Problem requirements:
Exactly the lines from the opening of the records through the line containing "use thiserror::Error;" should be copied, with both included.
========================================
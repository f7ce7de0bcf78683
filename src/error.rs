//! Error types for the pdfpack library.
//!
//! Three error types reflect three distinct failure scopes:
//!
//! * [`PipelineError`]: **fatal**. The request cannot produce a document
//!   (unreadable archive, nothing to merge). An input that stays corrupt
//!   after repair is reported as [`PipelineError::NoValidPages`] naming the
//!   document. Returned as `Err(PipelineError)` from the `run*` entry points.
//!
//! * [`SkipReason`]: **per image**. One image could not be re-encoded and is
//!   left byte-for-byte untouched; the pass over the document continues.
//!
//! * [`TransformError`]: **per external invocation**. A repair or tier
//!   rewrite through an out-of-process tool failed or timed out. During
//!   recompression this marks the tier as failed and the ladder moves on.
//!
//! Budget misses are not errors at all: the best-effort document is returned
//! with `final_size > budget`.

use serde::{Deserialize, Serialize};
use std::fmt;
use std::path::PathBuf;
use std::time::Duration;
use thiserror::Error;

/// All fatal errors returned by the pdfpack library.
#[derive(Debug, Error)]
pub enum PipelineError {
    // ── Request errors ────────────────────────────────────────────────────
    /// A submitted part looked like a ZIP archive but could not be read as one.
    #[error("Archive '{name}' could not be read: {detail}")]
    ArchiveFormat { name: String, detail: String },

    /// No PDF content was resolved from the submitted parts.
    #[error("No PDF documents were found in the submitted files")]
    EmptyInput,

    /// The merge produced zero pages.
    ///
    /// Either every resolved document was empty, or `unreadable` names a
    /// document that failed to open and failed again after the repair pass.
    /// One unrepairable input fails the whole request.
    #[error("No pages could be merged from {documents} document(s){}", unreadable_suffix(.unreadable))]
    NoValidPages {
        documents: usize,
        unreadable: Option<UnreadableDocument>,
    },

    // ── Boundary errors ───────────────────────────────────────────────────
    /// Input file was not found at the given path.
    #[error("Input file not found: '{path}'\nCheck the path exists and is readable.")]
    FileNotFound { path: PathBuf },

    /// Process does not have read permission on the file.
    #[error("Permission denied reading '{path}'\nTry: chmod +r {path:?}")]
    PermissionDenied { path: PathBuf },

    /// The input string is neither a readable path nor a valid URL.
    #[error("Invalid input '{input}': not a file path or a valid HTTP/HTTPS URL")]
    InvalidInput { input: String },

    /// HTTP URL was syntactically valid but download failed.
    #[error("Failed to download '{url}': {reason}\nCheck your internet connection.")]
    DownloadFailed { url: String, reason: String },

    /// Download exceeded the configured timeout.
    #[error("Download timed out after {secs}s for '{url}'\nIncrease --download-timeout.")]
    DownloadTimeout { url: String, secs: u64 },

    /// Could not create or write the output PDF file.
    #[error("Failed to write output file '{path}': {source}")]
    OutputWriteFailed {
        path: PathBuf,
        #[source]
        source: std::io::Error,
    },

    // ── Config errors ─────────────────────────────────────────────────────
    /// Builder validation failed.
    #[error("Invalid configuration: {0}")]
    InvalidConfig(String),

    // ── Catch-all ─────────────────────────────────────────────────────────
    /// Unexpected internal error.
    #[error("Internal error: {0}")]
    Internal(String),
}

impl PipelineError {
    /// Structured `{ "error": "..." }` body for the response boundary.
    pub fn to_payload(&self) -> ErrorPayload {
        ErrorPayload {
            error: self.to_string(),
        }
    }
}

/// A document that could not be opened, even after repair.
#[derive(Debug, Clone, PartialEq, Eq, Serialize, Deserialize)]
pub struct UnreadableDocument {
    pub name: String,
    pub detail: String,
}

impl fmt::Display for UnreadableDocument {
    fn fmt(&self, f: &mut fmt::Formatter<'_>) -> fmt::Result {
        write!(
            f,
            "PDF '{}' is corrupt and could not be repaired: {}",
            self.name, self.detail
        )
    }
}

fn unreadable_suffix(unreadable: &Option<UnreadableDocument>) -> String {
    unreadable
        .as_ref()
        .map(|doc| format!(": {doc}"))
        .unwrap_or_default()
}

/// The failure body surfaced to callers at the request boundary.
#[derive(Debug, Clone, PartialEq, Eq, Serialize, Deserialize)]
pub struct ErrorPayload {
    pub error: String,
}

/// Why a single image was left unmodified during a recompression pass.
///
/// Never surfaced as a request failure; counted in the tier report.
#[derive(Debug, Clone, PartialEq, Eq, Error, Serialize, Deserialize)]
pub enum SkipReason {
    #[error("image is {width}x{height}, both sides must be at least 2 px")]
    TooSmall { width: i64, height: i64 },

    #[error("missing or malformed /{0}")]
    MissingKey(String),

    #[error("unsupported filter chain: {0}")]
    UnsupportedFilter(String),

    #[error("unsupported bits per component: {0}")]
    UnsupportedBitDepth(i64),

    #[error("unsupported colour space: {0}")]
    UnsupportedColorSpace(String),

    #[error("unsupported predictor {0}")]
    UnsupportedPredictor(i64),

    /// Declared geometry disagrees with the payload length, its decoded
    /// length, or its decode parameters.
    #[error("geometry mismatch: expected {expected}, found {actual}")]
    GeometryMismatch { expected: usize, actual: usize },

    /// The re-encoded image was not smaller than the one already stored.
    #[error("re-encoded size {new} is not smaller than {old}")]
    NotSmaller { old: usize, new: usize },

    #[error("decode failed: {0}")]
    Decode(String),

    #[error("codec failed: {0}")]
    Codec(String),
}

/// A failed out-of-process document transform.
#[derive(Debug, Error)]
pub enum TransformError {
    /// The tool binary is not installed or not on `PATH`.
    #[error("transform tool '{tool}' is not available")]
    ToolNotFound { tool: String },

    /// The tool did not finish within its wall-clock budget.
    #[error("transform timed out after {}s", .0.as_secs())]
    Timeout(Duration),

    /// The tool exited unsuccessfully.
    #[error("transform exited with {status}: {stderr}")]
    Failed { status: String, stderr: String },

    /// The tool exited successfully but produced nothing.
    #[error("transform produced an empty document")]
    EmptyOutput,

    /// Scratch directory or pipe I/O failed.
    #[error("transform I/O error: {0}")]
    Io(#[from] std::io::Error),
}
========================================
Response box:
repository f7ce7de0bcf78683
filename src/error.rs
//! Error types for the pdfpack library.
//!
//! Three error types reflect three distinct failure scopes:
//!
//! * [`PipelineError`]: **fatal**. The request cannot produce a document
//!   (unreadable archive, nothing to merge). An input that stays corrupt
//!   after repair is reported as [`PipelineError::NoValidPages`] naming the
//!   document. Returned as `Err(PipelineError)` from the `run*` entry points.
//!
//! * [`SkipReason`]: **per image**. One image could not be re-encoded and is
//!   left byte-for-byte untouched; the pass over the document continues.
//!
//! * [`TransformError`]: **per external invocation**. A repair or tier
//!   rewrite through an out-of-process tool failed or timed out. During
//!   recompression this marks the tier as failed and the ladder moves on.
//!
//! Budget misses are not errors at all: the best-effort document is returned
//! with `final_size > budget`.

use serde::{Deserialize, Serialize};
use std::fmt;
use std::path::PathBuf;
use std::time::Duration;
use thiserror::Error;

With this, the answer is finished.